▶ _Task to complete_: A line counts if it contains the word "String" at least once. State how many such lines the records contain, giving the number alone.
********
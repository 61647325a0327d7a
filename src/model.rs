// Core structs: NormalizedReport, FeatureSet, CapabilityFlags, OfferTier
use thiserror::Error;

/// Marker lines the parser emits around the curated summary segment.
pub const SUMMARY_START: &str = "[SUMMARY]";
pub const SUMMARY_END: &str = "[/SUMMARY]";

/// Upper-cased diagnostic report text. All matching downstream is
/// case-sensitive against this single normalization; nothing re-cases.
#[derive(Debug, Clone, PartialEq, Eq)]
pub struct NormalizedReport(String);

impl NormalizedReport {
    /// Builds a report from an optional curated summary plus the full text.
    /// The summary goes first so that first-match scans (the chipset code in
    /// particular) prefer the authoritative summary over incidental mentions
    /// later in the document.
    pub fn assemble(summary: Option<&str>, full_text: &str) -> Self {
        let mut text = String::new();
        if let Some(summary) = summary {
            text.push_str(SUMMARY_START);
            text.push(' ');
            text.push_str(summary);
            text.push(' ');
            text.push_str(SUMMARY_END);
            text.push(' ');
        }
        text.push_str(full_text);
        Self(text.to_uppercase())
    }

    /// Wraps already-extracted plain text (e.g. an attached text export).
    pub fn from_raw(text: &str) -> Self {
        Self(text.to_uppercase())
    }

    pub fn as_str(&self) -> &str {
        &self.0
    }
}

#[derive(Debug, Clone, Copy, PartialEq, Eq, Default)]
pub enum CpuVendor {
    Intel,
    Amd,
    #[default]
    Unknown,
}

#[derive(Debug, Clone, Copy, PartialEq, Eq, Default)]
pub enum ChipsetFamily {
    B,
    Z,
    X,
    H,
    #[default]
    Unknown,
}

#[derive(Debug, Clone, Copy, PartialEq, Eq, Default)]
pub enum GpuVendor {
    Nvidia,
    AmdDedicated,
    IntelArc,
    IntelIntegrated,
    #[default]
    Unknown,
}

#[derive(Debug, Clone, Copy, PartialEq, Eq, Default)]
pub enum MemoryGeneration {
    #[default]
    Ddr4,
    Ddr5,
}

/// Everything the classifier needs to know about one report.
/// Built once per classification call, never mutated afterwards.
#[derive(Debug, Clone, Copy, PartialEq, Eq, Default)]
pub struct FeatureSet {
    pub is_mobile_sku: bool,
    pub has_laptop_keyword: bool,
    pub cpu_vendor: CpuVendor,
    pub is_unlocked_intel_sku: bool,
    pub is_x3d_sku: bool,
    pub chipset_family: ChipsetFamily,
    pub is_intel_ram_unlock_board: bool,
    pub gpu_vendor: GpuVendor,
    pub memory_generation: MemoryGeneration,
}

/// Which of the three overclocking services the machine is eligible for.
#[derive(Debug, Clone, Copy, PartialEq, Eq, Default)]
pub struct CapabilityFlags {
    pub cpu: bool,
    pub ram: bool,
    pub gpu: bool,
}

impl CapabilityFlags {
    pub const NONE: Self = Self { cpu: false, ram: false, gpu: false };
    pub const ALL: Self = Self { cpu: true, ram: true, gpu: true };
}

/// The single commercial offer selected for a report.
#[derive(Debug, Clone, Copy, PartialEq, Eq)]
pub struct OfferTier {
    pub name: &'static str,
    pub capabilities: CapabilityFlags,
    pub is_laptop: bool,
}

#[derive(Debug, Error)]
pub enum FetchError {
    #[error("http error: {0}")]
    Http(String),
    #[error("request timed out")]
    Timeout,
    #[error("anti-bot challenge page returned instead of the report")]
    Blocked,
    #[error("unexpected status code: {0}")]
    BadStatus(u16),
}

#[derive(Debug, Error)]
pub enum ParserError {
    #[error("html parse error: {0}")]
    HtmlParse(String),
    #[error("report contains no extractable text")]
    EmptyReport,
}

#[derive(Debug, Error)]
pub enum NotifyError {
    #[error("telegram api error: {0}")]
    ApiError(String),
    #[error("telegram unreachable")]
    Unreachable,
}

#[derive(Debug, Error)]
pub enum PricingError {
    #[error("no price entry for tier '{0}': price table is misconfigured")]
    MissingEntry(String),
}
********
▶ _Solution to the problem_: 6